◆ What you need to do:
A single number is required: the count of lines in the records below that contain the word "derive".

[[ Task input open ]]

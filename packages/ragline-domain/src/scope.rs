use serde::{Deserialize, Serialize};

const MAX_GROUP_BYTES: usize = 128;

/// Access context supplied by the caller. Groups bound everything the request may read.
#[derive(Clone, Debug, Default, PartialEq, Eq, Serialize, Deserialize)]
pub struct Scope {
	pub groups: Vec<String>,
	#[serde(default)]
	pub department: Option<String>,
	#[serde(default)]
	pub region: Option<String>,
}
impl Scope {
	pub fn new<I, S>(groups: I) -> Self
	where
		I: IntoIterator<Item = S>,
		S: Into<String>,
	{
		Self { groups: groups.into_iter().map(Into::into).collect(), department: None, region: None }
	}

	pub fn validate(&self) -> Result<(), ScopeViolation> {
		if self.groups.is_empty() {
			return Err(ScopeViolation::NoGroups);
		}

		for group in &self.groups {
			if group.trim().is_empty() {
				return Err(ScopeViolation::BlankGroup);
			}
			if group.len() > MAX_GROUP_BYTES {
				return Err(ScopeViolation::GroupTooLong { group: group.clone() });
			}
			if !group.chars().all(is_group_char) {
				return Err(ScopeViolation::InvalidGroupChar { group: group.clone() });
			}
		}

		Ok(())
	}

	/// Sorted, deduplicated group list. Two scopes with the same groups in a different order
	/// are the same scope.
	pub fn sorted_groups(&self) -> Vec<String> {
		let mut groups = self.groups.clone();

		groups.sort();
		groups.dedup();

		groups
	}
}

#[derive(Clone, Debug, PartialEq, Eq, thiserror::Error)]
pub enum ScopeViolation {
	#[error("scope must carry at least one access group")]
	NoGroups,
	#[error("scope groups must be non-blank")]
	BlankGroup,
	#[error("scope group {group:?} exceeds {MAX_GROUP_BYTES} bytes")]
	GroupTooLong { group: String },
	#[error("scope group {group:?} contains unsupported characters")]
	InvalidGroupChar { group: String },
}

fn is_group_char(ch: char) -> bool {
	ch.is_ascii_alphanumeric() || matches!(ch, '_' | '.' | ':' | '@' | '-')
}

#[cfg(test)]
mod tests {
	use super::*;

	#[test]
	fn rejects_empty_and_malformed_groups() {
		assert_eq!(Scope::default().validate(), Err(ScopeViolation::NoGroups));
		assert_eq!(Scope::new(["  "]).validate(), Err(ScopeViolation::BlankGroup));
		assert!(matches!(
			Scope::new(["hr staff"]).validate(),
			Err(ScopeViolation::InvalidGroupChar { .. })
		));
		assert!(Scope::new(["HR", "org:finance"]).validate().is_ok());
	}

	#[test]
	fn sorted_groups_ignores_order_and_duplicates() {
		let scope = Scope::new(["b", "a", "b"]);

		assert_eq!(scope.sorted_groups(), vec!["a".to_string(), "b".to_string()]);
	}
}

[[ Task input closed ]]

◆ Your solution:
2